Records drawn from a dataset
Content starts
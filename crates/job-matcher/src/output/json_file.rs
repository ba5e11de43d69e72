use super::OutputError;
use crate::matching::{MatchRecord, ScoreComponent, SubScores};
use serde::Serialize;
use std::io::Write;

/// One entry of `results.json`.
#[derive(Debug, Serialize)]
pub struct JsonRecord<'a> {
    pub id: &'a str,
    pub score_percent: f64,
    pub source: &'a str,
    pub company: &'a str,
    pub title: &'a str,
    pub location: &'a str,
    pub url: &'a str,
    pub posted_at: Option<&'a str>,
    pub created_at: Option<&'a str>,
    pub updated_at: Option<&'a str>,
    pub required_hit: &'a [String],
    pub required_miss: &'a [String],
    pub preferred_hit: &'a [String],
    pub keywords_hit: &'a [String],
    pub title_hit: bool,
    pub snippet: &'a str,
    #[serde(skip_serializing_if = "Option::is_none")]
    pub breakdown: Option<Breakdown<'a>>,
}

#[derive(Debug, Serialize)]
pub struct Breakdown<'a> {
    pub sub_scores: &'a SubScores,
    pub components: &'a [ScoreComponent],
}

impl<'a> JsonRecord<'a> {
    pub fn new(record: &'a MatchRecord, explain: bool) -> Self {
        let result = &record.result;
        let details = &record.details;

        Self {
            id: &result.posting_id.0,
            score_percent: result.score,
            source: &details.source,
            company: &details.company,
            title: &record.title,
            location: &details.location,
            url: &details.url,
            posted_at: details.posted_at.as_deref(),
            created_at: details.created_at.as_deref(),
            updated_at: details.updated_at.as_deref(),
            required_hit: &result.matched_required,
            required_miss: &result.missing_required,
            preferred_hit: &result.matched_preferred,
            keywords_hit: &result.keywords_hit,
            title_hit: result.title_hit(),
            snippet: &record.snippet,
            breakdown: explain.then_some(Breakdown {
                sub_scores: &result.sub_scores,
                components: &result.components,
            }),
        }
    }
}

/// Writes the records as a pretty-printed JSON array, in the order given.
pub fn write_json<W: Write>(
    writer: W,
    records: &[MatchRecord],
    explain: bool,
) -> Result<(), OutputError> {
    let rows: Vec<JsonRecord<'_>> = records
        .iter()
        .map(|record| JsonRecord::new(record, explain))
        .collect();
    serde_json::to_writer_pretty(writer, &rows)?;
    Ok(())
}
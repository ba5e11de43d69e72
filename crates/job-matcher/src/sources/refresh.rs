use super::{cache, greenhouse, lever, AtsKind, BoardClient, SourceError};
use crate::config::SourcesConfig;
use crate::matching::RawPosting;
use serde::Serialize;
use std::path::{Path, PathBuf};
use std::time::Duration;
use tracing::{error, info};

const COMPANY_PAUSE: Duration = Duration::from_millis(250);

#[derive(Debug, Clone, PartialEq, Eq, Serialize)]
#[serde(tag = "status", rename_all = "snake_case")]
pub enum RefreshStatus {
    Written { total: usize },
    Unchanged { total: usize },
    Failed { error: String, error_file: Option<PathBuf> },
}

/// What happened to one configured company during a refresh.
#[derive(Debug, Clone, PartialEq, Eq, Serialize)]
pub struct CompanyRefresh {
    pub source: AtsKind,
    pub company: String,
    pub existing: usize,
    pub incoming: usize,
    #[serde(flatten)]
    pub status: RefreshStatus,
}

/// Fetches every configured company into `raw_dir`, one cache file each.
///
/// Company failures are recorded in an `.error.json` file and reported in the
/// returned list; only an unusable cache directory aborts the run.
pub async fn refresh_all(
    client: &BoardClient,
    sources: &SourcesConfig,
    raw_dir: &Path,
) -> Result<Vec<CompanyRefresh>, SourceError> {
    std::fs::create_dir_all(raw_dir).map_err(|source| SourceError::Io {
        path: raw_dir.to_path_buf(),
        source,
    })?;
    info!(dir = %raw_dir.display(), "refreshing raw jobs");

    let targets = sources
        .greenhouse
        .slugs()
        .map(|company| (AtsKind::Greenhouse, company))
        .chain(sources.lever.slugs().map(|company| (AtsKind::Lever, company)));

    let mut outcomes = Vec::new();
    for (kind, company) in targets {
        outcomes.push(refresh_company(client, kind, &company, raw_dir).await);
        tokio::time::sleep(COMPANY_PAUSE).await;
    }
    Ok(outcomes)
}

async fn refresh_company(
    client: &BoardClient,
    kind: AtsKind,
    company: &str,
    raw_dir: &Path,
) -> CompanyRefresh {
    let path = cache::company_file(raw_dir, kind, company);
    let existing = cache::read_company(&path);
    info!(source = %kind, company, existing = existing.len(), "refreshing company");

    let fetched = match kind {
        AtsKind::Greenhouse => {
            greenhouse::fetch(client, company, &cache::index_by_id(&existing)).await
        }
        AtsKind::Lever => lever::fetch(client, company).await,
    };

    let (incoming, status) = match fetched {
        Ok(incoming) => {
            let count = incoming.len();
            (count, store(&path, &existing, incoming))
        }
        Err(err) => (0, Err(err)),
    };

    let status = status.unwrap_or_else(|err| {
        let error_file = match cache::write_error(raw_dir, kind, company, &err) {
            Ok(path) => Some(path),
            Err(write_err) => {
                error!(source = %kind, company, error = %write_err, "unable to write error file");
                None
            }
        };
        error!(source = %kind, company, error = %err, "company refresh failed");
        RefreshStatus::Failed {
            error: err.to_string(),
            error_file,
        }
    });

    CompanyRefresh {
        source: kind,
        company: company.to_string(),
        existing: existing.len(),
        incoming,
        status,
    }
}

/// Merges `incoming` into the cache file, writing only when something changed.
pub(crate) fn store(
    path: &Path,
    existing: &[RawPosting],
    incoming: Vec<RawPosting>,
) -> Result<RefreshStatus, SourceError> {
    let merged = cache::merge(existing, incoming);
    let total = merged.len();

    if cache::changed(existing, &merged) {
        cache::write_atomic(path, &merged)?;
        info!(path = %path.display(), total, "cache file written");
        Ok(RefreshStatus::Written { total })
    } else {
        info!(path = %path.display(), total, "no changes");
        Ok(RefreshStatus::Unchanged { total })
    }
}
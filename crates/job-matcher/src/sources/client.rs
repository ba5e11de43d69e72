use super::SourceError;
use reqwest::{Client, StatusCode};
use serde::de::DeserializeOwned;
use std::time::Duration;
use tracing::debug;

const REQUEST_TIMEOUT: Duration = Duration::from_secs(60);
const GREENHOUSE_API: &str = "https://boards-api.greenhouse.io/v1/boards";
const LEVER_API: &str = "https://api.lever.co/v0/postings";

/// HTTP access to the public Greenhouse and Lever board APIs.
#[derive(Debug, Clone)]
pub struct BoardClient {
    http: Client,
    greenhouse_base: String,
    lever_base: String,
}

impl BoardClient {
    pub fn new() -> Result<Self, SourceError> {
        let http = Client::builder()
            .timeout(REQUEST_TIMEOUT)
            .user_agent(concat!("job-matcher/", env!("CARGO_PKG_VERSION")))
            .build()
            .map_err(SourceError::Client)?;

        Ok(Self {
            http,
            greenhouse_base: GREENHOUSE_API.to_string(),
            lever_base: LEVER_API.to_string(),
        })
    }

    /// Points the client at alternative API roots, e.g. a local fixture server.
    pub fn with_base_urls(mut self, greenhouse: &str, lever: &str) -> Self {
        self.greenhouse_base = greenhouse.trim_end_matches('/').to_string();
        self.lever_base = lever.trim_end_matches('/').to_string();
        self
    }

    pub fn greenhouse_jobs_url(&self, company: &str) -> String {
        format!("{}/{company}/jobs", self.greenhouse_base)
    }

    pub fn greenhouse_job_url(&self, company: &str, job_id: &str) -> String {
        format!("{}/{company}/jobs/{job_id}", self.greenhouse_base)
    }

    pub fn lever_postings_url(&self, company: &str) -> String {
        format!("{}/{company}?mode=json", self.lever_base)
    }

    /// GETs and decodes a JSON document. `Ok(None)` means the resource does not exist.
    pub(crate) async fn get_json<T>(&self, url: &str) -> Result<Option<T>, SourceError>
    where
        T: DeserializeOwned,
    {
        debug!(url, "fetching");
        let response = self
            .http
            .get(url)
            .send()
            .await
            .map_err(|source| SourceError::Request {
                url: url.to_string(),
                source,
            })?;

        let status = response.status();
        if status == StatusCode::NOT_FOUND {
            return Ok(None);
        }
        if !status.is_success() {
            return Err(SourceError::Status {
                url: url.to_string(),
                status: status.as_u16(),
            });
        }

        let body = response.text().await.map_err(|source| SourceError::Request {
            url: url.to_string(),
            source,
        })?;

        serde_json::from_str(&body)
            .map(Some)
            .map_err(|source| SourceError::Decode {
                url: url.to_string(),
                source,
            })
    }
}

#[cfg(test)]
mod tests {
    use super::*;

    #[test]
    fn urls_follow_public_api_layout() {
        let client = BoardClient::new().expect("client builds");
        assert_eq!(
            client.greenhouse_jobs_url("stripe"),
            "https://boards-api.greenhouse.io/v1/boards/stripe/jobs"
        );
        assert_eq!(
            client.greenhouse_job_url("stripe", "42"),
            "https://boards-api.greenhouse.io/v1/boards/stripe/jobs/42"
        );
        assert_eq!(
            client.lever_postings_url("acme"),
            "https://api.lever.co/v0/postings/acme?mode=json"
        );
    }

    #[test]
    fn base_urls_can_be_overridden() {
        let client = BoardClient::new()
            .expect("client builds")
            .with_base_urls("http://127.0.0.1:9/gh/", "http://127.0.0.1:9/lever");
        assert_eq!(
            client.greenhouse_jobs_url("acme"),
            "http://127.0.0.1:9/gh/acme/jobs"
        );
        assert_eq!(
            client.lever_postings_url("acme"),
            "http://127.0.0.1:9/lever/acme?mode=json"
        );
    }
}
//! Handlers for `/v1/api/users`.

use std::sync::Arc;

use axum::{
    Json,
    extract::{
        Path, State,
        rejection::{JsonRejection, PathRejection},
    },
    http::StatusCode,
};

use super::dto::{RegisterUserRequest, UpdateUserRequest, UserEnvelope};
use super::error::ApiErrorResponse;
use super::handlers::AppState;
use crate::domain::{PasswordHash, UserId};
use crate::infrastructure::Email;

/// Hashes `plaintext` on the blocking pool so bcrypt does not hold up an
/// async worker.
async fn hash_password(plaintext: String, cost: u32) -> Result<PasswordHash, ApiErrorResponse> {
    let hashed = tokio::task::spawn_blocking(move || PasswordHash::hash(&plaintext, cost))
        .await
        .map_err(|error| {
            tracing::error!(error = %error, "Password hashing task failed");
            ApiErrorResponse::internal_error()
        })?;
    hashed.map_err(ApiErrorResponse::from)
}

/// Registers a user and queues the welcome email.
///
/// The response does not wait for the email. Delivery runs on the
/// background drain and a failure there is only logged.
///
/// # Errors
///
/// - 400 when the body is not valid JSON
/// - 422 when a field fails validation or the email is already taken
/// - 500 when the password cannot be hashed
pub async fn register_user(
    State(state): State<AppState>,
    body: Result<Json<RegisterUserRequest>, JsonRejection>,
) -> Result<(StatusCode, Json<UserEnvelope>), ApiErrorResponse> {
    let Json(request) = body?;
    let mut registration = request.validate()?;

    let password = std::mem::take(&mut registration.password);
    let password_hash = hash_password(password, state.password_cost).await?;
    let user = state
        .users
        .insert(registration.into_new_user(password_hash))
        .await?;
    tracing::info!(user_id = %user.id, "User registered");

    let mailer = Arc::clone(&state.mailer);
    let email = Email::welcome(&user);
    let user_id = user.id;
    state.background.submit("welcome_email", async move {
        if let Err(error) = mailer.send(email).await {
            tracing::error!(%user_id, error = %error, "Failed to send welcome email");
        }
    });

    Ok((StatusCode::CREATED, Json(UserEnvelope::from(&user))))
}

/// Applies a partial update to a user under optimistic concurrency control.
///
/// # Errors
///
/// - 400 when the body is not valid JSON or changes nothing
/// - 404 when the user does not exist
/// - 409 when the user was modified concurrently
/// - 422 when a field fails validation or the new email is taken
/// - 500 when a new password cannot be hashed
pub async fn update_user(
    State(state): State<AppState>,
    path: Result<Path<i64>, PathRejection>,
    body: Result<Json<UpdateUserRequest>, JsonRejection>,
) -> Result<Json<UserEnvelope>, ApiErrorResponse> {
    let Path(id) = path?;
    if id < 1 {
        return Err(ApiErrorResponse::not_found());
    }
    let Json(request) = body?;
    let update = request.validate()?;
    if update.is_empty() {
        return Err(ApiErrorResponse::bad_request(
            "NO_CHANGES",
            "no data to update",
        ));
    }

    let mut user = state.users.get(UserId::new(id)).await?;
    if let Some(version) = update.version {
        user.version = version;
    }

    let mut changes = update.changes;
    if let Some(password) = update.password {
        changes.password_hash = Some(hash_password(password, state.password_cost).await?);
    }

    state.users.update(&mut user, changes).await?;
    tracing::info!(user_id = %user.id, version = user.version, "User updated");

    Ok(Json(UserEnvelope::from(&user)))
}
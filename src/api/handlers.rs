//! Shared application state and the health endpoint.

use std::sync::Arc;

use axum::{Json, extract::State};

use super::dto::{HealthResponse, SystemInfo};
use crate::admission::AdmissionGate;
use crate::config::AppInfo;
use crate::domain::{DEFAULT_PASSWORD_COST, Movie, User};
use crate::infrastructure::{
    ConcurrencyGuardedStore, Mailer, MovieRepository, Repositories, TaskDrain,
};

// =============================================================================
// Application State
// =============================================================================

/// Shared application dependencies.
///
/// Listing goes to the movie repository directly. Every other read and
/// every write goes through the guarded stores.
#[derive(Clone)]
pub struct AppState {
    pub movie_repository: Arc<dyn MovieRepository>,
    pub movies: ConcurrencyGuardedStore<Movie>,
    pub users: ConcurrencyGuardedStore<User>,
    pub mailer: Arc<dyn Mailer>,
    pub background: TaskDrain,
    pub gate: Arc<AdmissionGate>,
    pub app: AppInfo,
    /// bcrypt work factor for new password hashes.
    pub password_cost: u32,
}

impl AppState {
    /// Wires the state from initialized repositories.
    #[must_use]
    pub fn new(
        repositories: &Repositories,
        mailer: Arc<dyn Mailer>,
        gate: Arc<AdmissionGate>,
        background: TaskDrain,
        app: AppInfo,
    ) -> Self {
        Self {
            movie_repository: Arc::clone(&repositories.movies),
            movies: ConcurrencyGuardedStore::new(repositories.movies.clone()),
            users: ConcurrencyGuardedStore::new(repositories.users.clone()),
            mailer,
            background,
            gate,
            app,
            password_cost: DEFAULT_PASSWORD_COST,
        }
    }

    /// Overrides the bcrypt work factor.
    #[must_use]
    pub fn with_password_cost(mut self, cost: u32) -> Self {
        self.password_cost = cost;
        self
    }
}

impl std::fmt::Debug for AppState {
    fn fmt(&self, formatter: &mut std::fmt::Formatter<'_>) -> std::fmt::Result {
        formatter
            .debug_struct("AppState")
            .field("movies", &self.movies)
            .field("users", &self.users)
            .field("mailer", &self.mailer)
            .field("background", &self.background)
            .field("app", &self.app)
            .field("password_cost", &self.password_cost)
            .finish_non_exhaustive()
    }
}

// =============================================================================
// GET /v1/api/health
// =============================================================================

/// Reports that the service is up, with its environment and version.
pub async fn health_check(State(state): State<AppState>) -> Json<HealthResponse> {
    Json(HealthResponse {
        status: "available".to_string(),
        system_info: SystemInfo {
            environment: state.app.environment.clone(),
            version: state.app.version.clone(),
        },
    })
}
Content ends
> TASK GOAL
Only one stretch of the records above is wanted: the lines between the one holding "is already taken" and the one holding "let mut registration", inclusive, reproduced exactly.

> SOLUTION BELOW
/// - 422 when a field fails validation or the email is already taken
/// - 500 when the password cannot be hashed
pub async fn register_user(
    State(state): State<AppState>,
    body: Result<Json<RegisterUserRequest>, JsonRejection>,
) -> Result<(StatusCode, Json<UserEnvelope>), ApiErrorResponse> {
    let Json(request) = body?;
    let mut registration = request.validate()?;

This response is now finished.